Macbeth was wearing a camouflage mac in Syria when he got some bad news from home. Gertrude snorted coke, then rubbed it on her gums. Thisbe's bright blond curly wig perfectly matched her (actually his) muscly brown arms. This all went down last Sunday, at - deep breath - the Shakespeare Globe Centre New Zealand's University of Otago Sheilah Winn Shakespeare Festival for Auckland South.
Yes, the kids are playful at the SGCNZUOSWSF, a nation-wide secondary school competition in directing and performing. Students produce five-minute and 15-minute Shakespeare scenes "set in any time, place, dress". Auckland holds three regional festivals - the Auckland North and Central festivals continue today at Albany Junior High, and Auckland Grammar respectively.
Shakespearean emotion is potentially embarrassing for teenagers to show together, in front of their peers: all that rage and lust. And the natural response to embarrassment is self-conscious, half-arsed nervousness. Fortunately, most of the players grasped the nettle of passion, and ate it with relish.
"It's great seeing young men and women happy to put it on the line and perform like they do on the sports field," agrees Auckland South judge Peter O'Connor, a University of Auckland applied theatre expert. "Today, Shakespeare's the winner," proclaimed the Black Friars MCs, who rivalled Falstaff for comic buffoonery: "Seriously, was there, like, even music in Shakespeare's time?"
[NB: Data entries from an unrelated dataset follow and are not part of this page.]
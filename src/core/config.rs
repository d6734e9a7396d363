use std::env;
use std::path::PathBuf;

#[derive(Debug, Clone)]
pub struct Config {
    pub app: AppConfig,
    pub database: DatabaseConfig,
    pub session: SessionConfig,
    pub google: GoogleOAuthConfig,
    pub storage: StorageConfig,
    pub swagger: SwaggerConfig,
}

#[derive(Debug, Clone)]
pub struct AppConfig {
    pub host: String,
    pub port: u16,
    pub cors_allowed_origins: Vec<String>,
    pub frontend_url: String,
}

#[derive(Debug, Clone)]
pub struct DatabaseConfig {
    pub url: String,
    pub max_connections: u32,
    pub min_connections: u32,
    pub acquire_timeout_secs: u64,
    pub idle_timeout_secs: u64,
    pub max_lifetime_secs: u64,
}

/// Session lifetime and cookie settings.
#[derive(Debug, Clone)]
pub struct SessionConfig {
    pub ttl_secs: u64,
}

/// Google OAuth 2.0 authorization-code flow settings.
///
/// `client_id`/`client_secret` are required; the endpoint URLs default to
/// Google's public endpoints and only need overriding in tests.
#[derive(Debug, Clone)]
pub struct GoogleOAuthConfig {
    pub client_id: String,
    pub client_secret: String,
    pub redirect_url: String,
    pub auth_url: String,
    pub token_url: String,
    pub userinfo_url: String,
}

/// On-disk directories for uploaded attachments and profile pictures.
#[derive(Debug, Clone)]
pub struct StorageConfig {
    pub uploads_dir: PathBuf,
    pub profile_pictures_dir: PathBuf,
}

#[derive(Debug, Clone)]
pub struct SwaggerConfig {
    pub username: Option<String>,
    pub password: Option<String>,
    pub title: String,
    pub version: String,
    pub description: String,
}

impl Config {
    pub fn from_env() -> Result<Self, String> {
        // Load .env file if exists, ignore if not found (optional for production)
        if let Err(e) = dotenvy::dotenv() {
            if !e.to_string().contains("not found") {
                eprintln!("Warning: Error loading .env file: {}", e);
            }
        }

        Ok(Config {
            app: AppConfig::from_env()?,
            database: DatabaseConfig::from_env()?,
            session: SessionConfig::from_env()?,
            google: GoogleOAuthConfig::from_env()?,
            storage: StorageConfig::from_env()?,
            swagger: SwaggerConfig::from_env()?,
        })
    }
}

impl AppConfig {
    pub fn from_env() -> Result<Self, String> {
        let host = env::var("HOST").unwrap_or_else(|_| "127.0.0.1".to_string());
        let port = env::var("PORT")
            .unwrap_or_else(|_| "3000".to_string())
            .parse::<u16>()
            .map_err(|e| format!("Invalid PORT: {}", e))?;

        // Parse CORS allowed origins from comma-separated string
        let cors_allowed_origins = env::var("CORS_ALLOWED_ORIGINS")
            .unwrap_or_else(|_| "*".to_string())
            .split(',')
            .map(|s| s.trim().to_string())
            .filter(|s| !s.is_empty())
            .collect();

        let frontend_url =
            env::var("FRONTEND_URL").unwrap_or_else(|_| "http://localhost:3000".to_string());

        Ok(Self {
            host,
            port,
            cors_allowed_origins,
            frontend_url,
        })
    }

    pub fn server_address(&self) -> String {
        format!("{}:{}", self.host, self.port)
    }
}

impl DatabaseConfig {
    // Conservative pool defaults for a small-medium app
    const DEFAULT_MAX_CONNECTIONS: u32 = 10;
    const DEFAULT_MIN_CONNECTIONS: u32 = 1;
    const DEFAULT_ACQUIRE_TIMEOUT_SECS: u64 = 5;
    const DEFAULT_IDLE_TIMEOUT_SECS: u64 = 600; // 10 minutes
    const DEFAULT_MAX_LIFETIME_SECS: u64 = 1800; // 30 minutes

    pub fn from_env() -> Result<Self, String> {
        let url = env::var("DATABASE_URL").map_err(|_| "DATABASE_URL must be set".to_string())?;

        let max_connections = env::var("DB_MAX_CONNECTIONS")
            .unwrap_or_else(|_| Self::DEFAULT_MAX_CONNECTIONS.to_string())
            .parse::<u32>()
            .map_err(|_| "DB_MAX_CONNECTIONS must be a valid number".to_string())?;

        let min_connections = env::var("DB_MIN_CONNECTIONS")
            .unwrap_or_else(|_| Self::DEFAULT_MIN_CONNECTIONS.to_string())
            .parse::<u32>()
            .map_err(|_| "DB_MIN_CONNECTIONS must be a valid number".to_string())?;

        let acquire_timeout_secs = env::var("DB_ACQUIRE_TIMEOUT_SECS")
            .unwrap_or_else(|_| Self::DEFAULT_ACQUIRE_TIMEOUT_SECS.to_string())
            .parse::<u64>()
            .map_err(|_| "DB_ACQUIRE_TIMEOUT_SECS must be a valid number".to_string())?;

        let idle_timeout_secs = env::var("DB_IDLE_TIMEOUT_SECS")
            .unwrap_or_else(|_| Self::DEFAULT_IDLE_TIMEOUT_SECS.to_string())
            .parse::<u64>()
            .map_err(|_| "DB_IDLE_TIMEOUT_SECS must be a valid number".to_string())?;

        let max_lifetime_secs = env::var("DB_MAX_LIFETIME_SECS")
            .unwrap_or_else(|_| Self::DEFAULT_MAX_LIFETIME_SECS.to_string())
            .parse::<u64>()
            .map_err(|_| "DB_MAX_LIFETIME_SECS must be a valid number".to_string())?;

        Ok(Self {
            url,
            max_connections,
            min_connections,
            acquire_timeout_secs,
            idle_timeout_secs,
            max_lifetime_secs,
        })
    }
}

impl SessionConfig {
    const DEFAULT_TTL_SECS: u64 = 3600; // 1 hour

    pub fn from_env() -> Result<Self, String> {
        let ttl_secs = env::var("SESSION_TTL_SECS")
            .unwrap_or_else(|_| Self::DEFAULT_TTL_SECS.to_string())
            .parse::<u64>()
            .map_err(|_| "SESSION_TTL_SECS must be a valid number".to_string())?;

        Ok(Self { ttl_secs })
    }
}

impl GoogleOAuthConfig {
    pub fn from_env() -> Result<Self, String> {
        let client_id = env::var("GOOGLE_CLIENT_ID")
            .map_err(|_| "GOOGLE_CLIENT_ID environment variable is required".to_string())?;

        let client_secret = env::var("GOOGLE_CLIENT_SECRET")
            .map_err(|_| "GOOGLE_CLIENT_SECRET environment variable is required".to_string())?;

        let redirect_url = env::var("GOOGLE_CALLBACK_URL").unwrap_or_else(|_| {
            "http://localhost:3000/api/auth/google/callback".to_string()
        });

        let auth_url = env::var("GOOGLE_AUTH_URL")
            .unwrap_or_else(|_| "https://accounts.google.com/o/oauth2/v2/auth".to_string());

        let token_url = env::var("GOOGLE_TOKEN_URL")
            .unwrap_or_else(|_| "https://oauth2.googleapis.com/token".to_string());

        let userinfo_url = env::var("GOOGLE_USERINFO_URL")
            .unwrap_or_else(|_| "https://www.googleapis.com/oauth2/v2/userinfo".to_string());

        Ok(Self {
            client_id,
            client_secret,
            redirect_url,
            auth_url,
            token_url,
            userinfo_url,
        })
    }
}

impl StorageConfig {
    pub fn from_env() -> Result<Self, String> {
        let uploads_dir =
            PathBuf::from(env::var("UPLOADS_DIR").unwrap_or_else(|_| "uploads".to_string()));

        let profile_pictures_dir = PathBuf::from(
            env::var("PROFILE_PICTURES_DIR").unwrap_or_else(|_| "profilePictures".to_string()),
        );

        Ok(Self {
            uploads_dir,
            profile_pictures_dir,
        })
    }
}

impl SwaggerConfig {
    pub fn from_env() -> Result<Self, String> {
        // Only use credentials if they are non-empty
        let username = env::var("SWAGGER_USERNAME").ok().filter(|s| !s.is_empty());
        let password = env::var("SWAGGER_PASSWORD").ok().filter(|s| !s.is_empty());
        let title = env::var("SWAGGER_TITLE").unwrap_or_else(|_| "Nexus API".to_string());
        let version = env::var("SWAGGER_VERSION").unwrap_or_else(|_| "0.1.0".to_string());
        let description = env::var("SWAGGER_DESCRIPTION")
            .unwrap_or_else(|_| "API documentation for Nexus".to_string());

        Ok(Self {
            username,
            password,
            title,
            version,
            description,
        })
    }

    /// Returns credentials in "username:password" format if auth is enabled
    pub fn credentials(&self) -> Option<String> {
        match (&self.username, &self.password) {
            (Some(user), Some(pass)) => Some(format!("{}:{}", user, pass)),
            _ => None,
        }
    }
}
The results were lively. Adam Berry sneered and swaggered as an impressive Macleans College Iago; his co-director Idam Sondhi made Othello believable, spitting "Put. Out. The. Light." in a compelling slow staccato. The uproarious Wesley College Midsummer Night's Dream play-within-the-play featured a "sweet and lovely" five-man Wall who marched martially and yelled "Wall!" so it sounded like "War!". Drag swung both ways: drawn-on curly moustaches for the "men"; leopard print shawls and rouge for the "ladies".
Dressed in black, a couple of the Botany Downs Secondary College teams took a most interesting, non-naturalistic approach: what they simply called "physicalised" theatre. Hamlet leapt into Gertrude's arms like a baby (not coke-sniffing Gertrude; another Gertrude); and instead of one Shrew there were two, sharing lines and dance-like moves. They had broken the script down and then built it back up, for performances that emphasised the characters' psychology. O'Connor loved it: "It was mature and sophisticated."
The afternoon was enjoyable even though I arrived too late for the winning pieces: Othello's Desdemona contemplating the woes of women before being "lulled to sleep by the haunting voices of her fellow Polynesian mana wahine", performed by a Wesley College ensemble; and a Macleans College take on A Midsummer Night's Dream - described as "almost Bollywood" by O'Connor.
So I envy the younger generation, not just for their growing up with startling innovations like a regional library system and cronuts, but also for how they interact with the Bard - who turns a grand old 450 this very month. With this fete as his fate, it is a happy birthday indeed.